TASK TO COMPLETE
Scan the records for lines with the word "LoggingConfig", and copy every such line.

DATASET CONTENT

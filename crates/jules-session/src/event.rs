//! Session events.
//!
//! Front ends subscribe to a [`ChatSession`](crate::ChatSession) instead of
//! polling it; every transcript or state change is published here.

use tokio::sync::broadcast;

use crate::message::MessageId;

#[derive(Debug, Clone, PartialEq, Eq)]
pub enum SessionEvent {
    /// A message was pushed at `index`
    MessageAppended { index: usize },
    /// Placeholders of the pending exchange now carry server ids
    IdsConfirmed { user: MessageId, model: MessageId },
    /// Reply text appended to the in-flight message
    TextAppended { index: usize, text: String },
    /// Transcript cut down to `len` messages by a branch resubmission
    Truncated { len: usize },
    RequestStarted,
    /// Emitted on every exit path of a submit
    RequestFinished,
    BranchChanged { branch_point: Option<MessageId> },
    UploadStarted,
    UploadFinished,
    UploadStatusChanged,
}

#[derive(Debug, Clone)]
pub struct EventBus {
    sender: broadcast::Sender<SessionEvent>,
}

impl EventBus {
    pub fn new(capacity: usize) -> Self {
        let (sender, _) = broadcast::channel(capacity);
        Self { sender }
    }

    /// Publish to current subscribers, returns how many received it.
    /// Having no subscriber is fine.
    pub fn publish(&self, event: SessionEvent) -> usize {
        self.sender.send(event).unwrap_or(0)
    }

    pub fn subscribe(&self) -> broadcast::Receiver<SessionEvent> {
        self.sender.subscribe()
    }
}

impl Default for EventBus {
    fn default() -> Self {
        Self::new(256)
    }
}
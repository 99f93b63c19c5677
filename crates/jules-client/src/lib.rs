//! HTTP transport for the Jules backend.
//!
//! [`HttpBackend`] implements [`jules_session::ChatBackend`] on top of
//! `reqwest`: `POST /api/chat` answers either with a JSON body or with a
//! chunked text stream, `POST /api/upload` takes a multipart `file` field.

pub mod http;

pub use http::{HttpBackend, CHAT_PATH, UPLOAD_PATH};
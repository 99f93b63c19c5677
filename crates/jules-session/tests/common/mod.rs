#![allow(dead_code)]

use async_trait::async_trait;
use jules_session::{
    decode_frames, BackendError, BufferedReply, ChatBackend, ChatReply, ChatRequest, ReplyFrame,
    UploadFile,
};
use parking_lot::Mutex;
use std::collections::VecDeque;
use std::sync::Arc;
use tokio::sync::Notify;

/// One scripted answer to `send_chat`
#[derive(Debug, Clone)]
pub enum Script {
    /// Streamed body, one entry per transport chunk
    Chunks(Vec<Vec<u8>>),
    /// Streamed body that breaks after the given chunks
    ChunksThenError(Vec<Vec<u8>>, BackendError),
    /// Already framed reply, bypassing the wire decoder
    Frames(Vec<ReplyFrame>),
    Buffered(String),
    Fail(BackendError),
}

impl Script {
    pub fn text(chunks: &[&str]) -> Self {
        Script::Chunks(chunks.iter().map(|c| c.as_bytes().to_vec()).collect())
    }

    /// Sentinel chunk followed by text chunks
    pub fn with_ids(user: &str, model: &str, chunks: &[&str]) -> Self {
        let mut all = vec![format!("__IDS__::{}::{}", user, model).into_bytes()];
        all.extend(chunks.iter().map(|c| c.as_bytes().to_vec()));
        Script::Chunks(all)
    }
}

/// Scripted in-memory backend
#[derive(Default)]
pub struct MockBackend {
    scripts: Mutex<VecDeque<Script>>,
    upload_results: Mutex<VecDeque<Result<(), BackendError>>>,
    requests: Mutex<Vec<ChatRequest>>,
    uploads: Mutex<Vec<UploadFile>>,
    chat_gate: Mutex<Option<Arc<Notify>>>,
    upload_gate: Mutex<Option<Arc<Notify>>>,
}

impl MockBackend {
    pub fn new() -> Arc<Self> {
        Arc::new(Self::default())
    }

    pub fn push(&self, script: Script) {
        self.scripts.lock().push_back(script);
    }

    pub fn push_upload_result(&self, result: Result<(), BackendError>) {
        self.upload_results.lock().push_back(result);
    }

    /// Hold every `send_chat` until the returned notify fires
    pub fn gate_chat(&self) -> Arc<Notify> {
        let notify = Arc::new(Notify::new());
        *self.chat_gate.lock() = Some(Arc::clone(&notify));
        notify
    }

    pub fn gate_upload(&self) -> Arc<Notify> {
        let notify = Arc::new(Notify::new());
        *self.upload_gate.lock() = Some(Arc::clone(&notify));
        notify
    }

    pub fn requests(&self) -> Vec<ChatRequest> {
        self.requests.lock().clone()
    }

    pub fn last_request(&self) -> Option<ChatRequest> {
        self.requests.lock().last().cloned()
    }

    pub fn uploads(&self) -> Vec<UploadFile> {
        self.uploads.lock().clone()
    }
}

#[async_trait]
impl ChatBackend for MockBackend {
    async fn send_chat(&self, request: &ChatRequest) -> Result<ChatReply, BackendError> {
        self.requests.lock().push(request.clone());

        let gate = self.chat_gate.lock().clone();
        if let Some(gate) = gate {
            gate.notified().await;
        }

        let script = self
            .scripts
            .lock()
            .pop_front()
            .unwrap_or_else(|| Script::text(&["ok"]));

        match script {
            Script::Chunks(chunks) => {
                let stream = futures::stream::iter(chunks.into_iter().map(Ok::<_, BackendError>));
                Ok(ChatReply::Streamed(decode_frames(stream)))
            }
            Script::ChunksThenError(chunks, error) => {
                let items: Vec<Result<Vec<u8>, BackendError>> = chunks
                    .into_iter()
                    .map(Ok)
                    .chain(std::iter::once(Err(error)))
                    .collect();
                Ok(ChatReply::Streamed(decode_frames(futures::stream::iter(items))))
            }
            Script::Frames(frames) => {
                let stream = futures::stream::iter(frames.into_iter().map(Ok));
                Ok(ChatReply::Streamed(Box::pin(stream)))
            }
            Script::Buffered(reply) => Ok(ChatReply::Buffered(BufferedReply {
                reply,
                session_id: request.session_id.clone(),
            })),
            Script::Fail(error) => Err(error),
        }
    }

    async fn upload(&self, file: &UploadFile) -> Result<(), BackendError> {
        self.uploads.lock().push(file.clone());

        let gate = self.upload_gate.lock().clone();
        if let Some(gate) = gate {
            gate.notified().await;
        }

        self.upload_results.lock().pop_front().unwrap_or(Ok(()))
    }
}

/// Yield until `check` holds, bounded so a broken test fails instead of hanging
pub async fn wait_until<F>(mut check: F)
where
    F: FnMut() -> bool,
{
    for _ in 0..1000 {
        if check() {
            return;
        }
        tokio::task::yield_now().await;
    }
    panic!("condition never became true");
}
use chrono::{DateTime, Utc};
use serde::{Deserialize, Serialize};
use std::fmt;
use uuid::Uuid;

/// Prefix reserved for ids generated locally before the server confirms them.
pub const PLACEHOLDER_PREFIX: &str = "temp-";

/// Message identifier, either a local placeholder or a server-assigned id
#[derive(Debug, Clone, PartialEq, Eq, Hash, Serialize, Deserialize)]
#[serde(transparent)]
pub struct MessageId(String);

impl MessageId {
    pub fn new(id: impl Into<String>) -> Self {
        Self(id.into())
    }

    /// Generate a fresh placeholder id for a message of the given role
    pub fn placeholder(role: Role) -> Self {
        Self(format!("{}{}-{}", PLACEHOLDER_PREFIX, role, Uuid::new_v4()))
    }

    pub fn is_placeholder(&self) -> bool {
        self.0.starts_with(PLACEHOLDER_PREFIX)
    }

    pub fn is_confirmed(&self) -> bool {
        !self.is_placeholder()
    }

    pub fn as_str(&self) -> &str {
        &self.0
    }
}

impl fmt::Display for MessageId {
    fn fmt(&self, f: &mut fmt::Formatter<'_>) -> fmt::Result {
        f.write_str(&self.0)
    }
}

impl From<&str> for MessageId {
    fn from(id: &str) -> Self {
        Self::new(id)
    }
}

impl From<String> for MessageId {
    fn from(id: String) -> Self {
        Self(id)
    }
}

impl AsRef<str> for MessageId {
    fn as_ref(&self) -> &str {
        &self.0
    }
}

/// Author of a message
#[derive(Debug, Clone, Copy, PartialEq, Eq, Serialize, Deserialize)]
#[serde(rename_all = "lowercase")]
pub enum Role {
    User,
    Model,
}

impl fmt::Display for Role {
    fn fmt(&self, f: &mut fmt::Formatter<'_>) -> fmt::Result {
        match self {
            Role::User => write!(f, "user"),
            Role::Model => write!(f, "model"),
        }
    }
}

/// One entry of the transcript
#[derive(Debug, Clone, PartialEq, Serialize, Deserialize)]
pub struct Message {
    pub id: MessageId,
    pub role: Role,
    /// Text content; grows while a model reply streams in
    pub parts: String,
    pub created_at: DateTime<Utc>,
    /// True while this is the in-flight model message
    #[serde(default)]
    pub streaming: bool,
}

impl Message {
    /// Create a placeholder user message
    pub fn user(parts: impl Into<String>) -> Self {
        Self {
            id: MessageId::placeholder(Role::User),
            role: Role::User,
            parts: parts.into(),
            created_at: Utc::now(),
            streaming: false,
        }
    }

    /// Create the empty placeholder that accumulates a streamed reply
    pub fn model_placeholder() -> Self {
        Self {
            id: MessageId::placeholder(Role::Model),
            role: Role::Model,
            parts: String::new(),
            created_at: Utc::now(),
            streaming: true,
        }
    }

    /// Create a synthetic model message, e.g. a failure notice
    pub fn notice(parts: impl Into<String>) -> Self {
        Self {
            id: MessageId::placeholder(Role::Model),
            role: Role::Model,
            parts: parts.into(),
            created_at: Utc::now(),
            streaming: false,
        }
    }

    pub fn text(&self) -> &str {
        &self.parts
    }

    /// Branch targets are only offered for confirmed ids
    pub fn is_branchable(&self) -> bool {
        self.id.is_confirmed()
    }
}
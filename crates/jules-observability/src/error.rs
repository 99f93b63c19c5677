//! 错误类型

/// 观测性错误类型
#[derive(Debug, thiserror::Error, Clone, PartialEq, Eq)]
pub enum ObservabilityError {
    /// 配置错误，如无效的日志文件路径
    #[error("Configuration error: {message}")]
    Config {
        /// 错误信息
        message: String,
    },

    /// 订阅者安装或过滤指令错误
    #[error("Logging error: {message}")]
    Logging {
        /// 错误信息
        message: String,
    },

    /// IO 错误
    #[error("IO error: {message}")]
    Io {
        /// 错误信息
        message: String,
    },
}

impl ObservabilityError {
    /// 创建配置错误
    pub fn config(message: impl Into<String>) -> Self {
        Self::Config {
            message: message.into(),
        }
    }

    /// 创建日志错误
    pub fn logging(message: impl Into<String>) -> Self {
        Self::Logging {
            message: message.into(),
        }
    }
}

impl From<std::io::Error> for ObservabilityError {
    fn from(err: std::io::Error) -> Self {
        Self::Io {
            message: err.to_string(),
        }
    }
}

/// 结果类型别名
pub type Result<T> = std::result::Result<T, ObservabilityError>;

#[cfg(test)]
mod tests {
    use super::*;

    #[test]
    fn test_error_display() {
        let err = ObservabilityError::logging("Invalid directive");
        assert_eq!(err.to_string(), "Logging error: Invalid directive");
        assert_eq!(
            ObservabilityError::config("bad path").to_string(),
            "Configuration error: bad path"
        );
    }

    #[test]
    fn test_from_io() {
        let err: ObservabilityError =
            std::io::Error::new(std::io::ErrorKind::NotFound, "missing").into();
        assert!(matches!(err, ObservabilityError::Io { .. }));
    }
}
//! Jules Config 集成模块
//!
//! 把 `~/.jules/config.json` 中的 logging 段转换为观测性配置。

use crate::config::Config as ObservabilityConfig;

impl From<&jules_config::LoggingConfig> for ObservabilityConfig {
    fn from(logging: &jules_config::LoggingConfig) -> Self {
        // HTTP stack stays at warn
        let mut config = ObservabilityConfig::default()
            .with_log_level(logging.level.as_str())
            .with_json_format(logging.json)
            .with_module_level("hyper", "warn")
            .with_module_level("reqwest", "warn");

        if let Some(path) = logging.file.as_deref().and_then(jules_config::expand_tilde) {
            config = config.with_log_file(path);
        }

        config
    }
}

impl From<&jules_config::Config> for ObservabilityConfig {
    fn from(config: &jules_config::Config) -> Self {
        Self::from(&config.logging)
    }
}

EXERCISE SOLUTION
impl From<&jules_config::LoggingConfig> for ObservabilityConfig {
    fn from(logging: &jules_config::LoggingConfig) -> Self {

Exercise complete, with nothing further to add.